Storm Windows: Clear Glass or Low-E?

Up to 25 percent of your heating bill can be due to your windows, according to the U.S. Department of Energy. Many people think that it is necessary to replace old single-pane windows with new windows to save energy. However, storm windows placed over the window on either the inside or outside will create greater energy efficiency without having to replace the original window. “Adding a storm window to a weather stripped historic window can achieve essentially the same, and sometimes better, energy performance as a new insulated dual-pane window,” advises the U.S. Environmental Protection Agency (EPA).

Image from BuildingGreen.com

Image from BuildingGreen.com

Anyone ordering storm windows from Boston Building Resources will need to decide whether they want windows with or without low-e coating. Clear storm widows are simply affixed to the exterior casing of the house outside the primary window to create a pocket of air between the windows, insulating the home. According to the Department of Energy, low-e (short for low-emissivity) windows do the same thing, but a minuscule metal coating reflects heat back into the house while still allowing light to enter. Because of this, low-e storm windows can be more financially beneficial than clear storm windows.

At Boston Building Resources, a clear storm window costs between $161 and $198, depending upon the size, plus installation. Adding a hard-coat low-e coating is an extra $30. In a Chicago study, clear storm windows saved about 13 percent of heating energy, and low-e storm windows saved about 21 percent. This same study concluded that clear storm windows have a simple payback of between 8.4 and 12.1 years, and low-e storm windows have a simple payback of between 3.5 and 5.1 years. This showed that low-e storm windows are more cost-efficient.

Low-e windows do limit the visual quality of the window slightly. When compared to a clear window close up, it is difficult to see a difference. But when the windows are viewed from farther back in sunlight, the low-e coated window has a slight grayish tint. Low-e coating also reduces the amount of visible light that enters the interior space (technically known as visible light transmittance). Harvey Building Products, the manufacturer of Tru-Channel storm windows, uses Solarban® 60 Low-E Glass from PPG Industries, which allows 70 percent of visible light to pass through. Compare this to 80 percent for two panes of clear glass.

Low-e windows work ideally in very hot or cold climates to maximize their insulating quality. According to the Department of Energy, low-e windows come in two types: high solar-heat gain, which maximize solar heat in cold climates; and low solar-heat gain, which keep out solar heat for cooler homes in hot climates. Both types will work well in all seasons because of their insulating properties. A high solar-heat gain low-e window, while meant for cold weather, would still help keep a home cool in the summer.

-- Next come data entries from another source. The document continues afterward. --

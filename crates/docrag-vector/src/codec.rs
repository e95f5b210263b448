//! On-disk format for a persisted index
//!
//! Vector file, all integers little-endian:
//!
//! ```text
//! magic   b"DRVX"
//! version u32  (currently 1)
//! dim     u32
//! count   u64
//! data    count * dim f32, row-major
//! ```
//!
//! Metadata file: a JSON array whose `i`-th element describes row `i`.
//!
//! Writers go through a `.tmp` sibling that is renamed into place, so a
//! reader never observes a half-written file.

use docrag_core::{ChunkMetadata, RagError, Result};
use ndarray::{Array2, ArrayView2};
use std::fs::{self, File};
use std::io::{BufWriter, ErrorKind, Read, Write};
use std::path::{Path, PathBuf};

const MAGIC: &[u8; 4] = b"DRVX";
const FORMAT_VERSION: u32 = 1;
const HEADER_LEN: usize = 4 + 4 + 4 + 8;

fn sibling_path(path: &Path, suffix: &str) -> PathBuf {
    let mut name = path
        .file_name()
        .map(|n| n.to_os_string())
        .unwrap_or_default();
    name.push(suffix);
    path.with_file_name(name)
}

/// Sibling path used while a file is being written
pub fn tmp_path(path: &Path) -> PathBuf {
    sibling_path(path, ".tmp")
}

/// Sibling path holding the previous vector file while a pair is replaced
pub fn backup_path(path: &Path) -> PathBuf {
    sibling_path(path, ".bak")
}

fn create_parent_dir(path: &Path) -> Result<()> {
    if let Some(parent) = path.parent() {
        if !parent.as_os_str().is_empty() {
            fs::create_dir_all(parent).map_err(|e| RagError::io(parent, e))?;
        }
    }
    Ok(())
}

fn put(writer: &mut impl Write, path: &Path, bytes: &[u8]) -> Result<()> {
    writer.write_all(bytes).map_err(|e| RagError::io(path, e))
}

fn not_found_or_io(path: &Path, err: std::io::Error) -> RagError {
    match err.kind() {
        ErrorKind::NotFound => RagError::NotFound(path.to_path_buf()),
        _ => RagError::io(path, err),
    }
}

fn read_file(path: &Path) -> Result<Vec<u8>> {
    fs::read(path).map_err(|e| not_found_or_io(path, e))
}

/// Write the vector matrix to `path`
pub fn write_vectors(path: &Path, vectors: ArrayView2<'_, f32>) -> Result<()> {
    let (count, dim) = vectors.dim();
    let dim = u32::try_from(dim)
        .map_err(|_| RagError::ConfigError(format!("dimension {dim} does not fit the format")))?;

    create_parent_dir(path)?;
    let file = File::create(path).map_err(|e| RagError::io(path, e))?;
    let mut writer = BufWriter::new(file);

    put(&mut writer, path, MAGIC)?;
    put(&mut writer, path, &FORMAT_VERSION.to_le_bytes())?;
    put(&mut writer, path, &dim.to_le_bytes())?;
    put(&mut writer, path, &(count as u64).to_le_bytes())?;
    for value in vectors.iter() {
        put(&mut writer, path, &value.to_le_bytes())?;
    }

    let file = writer
        .into_inner()
        .map_err(|e| RagError::io(path, e.into_error()))?;
    file.sync_all().map_err(|e| RagError::io(path, e))
}

/// Read a vector matrix written by [`write_vectors`]
pub fn read_vectors(path: &Path) -> Result<Array2<f32>> {
    let bytes = read_file(path)?;
    decode_vectors(&bytes)
        .map_err(|msg| RagError::CorruptIndex(format!("{}: {msg}", path.display())))
}

/// Read only the dimension recorded in a vector file header
pub fn read_dim(path: &Path) -> Result<usize> {
    let corrupt = |msg: String| RagError::CorruptIndex(format!("{}: {msg}", path.display()));

    let mut file = File::open(path).map_err(|e| not_found_or_io(path, e))?;
    let mut bytes = [0u8; HEADER_LEN];
    file.read_exact(&mut bytes).map_err(|e| match e.kind() {
        ErrorKind::UnexpectedEof => corrupt("file too short for header".to_string()),
        _ => RagError::io(path, e),
    })?;

    let header = parse_header(&bytes).map_err(corrupt)?;
    Ok(header.dim)
}

struct Header {
    dim: usize,
    count: usize,
}

fn parse_header(bytes: &[u8]) -> std::result::Result<Header, String> {
    if bytes.len() < HEADER_LEN {
        return Err(format!("file too short ({} bytes)", bytes.len()));
    }
    if &bytes[0..4] != MAGIC {
        return Err("bad magic".to_string());
    }

    let u32_at = |at: usize| {
        u32::from_le_bytes([bytes[at], bytes[at + 1], bytes[at + 2], bytes[at + 3]])
    };
    let version = u32_at(4);
    if version != FORMAT_VERSION {
        return Err(format!("unsupported format version {version}"));
    }
    let dim = u32_at(8) as usize;
    if dim == 0 {
        return Err("zero dimension".to_string());
    }

    let mut count_bytes = [0u8; 8];
    count_bytes.copy_from_slice(&bytes[12..20]);
    let count = usize::try_from(u64::from_le_bytes(count_bytes))
        .map_err(|_| "row count overflows".to_string())?;

    Ok(Header { dim, count })
}

fn decode_vectors(bytes: &[u8]) -> std::result::Result<Array2<f32>, String> {
    let Header { dim, count } = parse_header(bytes)?;

    let expected_len = count
        .checked_mul(dim)
        .and_then(|n| n.checked_mul(std::mem::size_of::<f32>()))
        .and_then(|n| n.checked_add(HEADER_LEN))
        .ok_or_else(|| "payload length overflows".to_string())?;
    if bytes.len() != expected_len {
        return Err(format!(
            "expected {expected_len} bytes for {count} x {dim} vectors, found {}",
            bytes.len()
        ));
    }

    let data: Vec<f32> = bytes[HEADER_LEN..]
        .chunks_exact(4)
        .map(|c| f32::from_le_bytes([c[0], c[1], c[2], c[3]]))
        .collect();

    Array2::from_shape_vec((count, dim), data).map_err(|e| e.to_string())
}

/// Write the metadata records to `path` as a JSON array
pub fn write_metadata(path: &Path, metadata: &[ChunkMetadata]) -> Result<()> {
    create_parent_dir(path)?;
    let file = File::create(path).map_err(|e| RagError::io(path, e))?;
    let mut writer = BufWriter::new(file);
    serde_json::to_writer(&mut writer, metadata)?;

    let file = writer
        .into_inner()
        .map_err(|e| RagError::io(path, e.into_error()))?;
    file.sync_all().map_err(|e| RagError::io(path, e))
}

/// Read metadata records written by [`write_metadata`]
pub fn read_metadata(path: &Path) -> Result<Vec<ChunkMetadata>> {
    let bytes = read_file(path)?;
    serde_json::from_slice(&bytes)
        .map_err(|e| RagError::CorruptIndex(format!("{}: {e}", path.display())))
}

/// Write both files through temporary siblings, then rename them into place
///
/// The previous vector file is moved to a `.bak` sibling until the metadata
/// rename succeeds. On any failure the previously saved pair is restored and
/// the temporary files are removed.
pub fn write_pair(
    vector_path: &Path,
    metadata_path: &Path,
    vectors: ArrayView2<'_, f32>,
    metadata: &[ChunkMetadata],
) -> Result<()> {
    let vector_tmp = tmp_path(vector_path);
    let metadata_tmp = tmp_path(metadata_path);

    let written = write_vectors(&vector_tmp, vectors)
        .and_then(|()| write_metadata(&metadata_tmp, metadata));
    if let Err(err) = written {
        let _ = fs::remove_file(&vector_tmp);
        let _ = fs::remove_file(&metadata_tmp);
        return Err(err);
    }

    let backup = backup_path(vector_path);
    let has_backup = match fs::rename(vector_path, &backup) {
        Ok(()) => true,
        Err(e) if e.kind() == ErrorKind::NotFound => false,
        Err(e) => {
            let _ = fs::remove_file(&vector_tmp);
            let _ = fs::remove_file(&metadata_tmp);
            return Err(RagError::io(vector_path, e));
        }
    };

    let renamed = fs::rename(&vector_tmp, vector_path)
        .map_err(|e| RagError::io(vector_path, e))
        .and_then(|()| {
            fs::rename(&metadata_tmp, metadata_path).map_err(|e| RagError::io(metadata_path, e))
        });
    if let Err(err) = renamed {
        let _ = fs::remove_file(&vector_tmp);
        let _ = fs::remove_file(&metadata_tmp);
        if has_backup {
            let _ = fs::rename(&backup, vector_path);
        } else {
            let _ = fs::remove_file(vector_path);
        }
        return Err(err);
    }

    if has_backup {
        fs::remove_file(&backup).map_err(|e| RagError::io(&backup, e))?;
    }
    Ok(())
}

Sometimes, historical preservation codes prohibit changing the exterior appearance of the window. In this case, interior storm windows can be considered. Exterior storm windows could also interfere with the operation of historic windows. If the window swings out or has an awning, then interior storm windows might be necessary. It is important to consider the specific window before deciding how to proceed.

Storm windows use hard-coat low-e, while most modern windows are made with soft-coat low-e. According to Goldman Remodeling and Phase Developments, soft-coat low-e is thinner, though both are incredibly thin. Soft-coat low-e also prevents more thermal energy from passing through, making it more efficient. Soft-coat low-e also has more optical clarity. While soft-coat low-e is better, it cannot be applied to storm windows because it is harder to manufacture and isn’t as durable.

Low-e storm windows are most effective when there is potential for a lot of energy to be lost. For this reason, low-e storm windows may not make financial sense in a seasonal home where the heat isn’t on most of the season or in an unheated place like a garage or porch. Before purchasing low-e storm windows, it is important to evaluate the amount of energy that they could prevent from being lost.

Low-e storm windows are a good option when trying to improve energy efficiency. They are less expensive than replacement windows and allow homeowners to keep their original windows. Overall, they can improve a home’s energy efficiency at a lower cost than replacement windows and are more financially prudent than clear storm windows.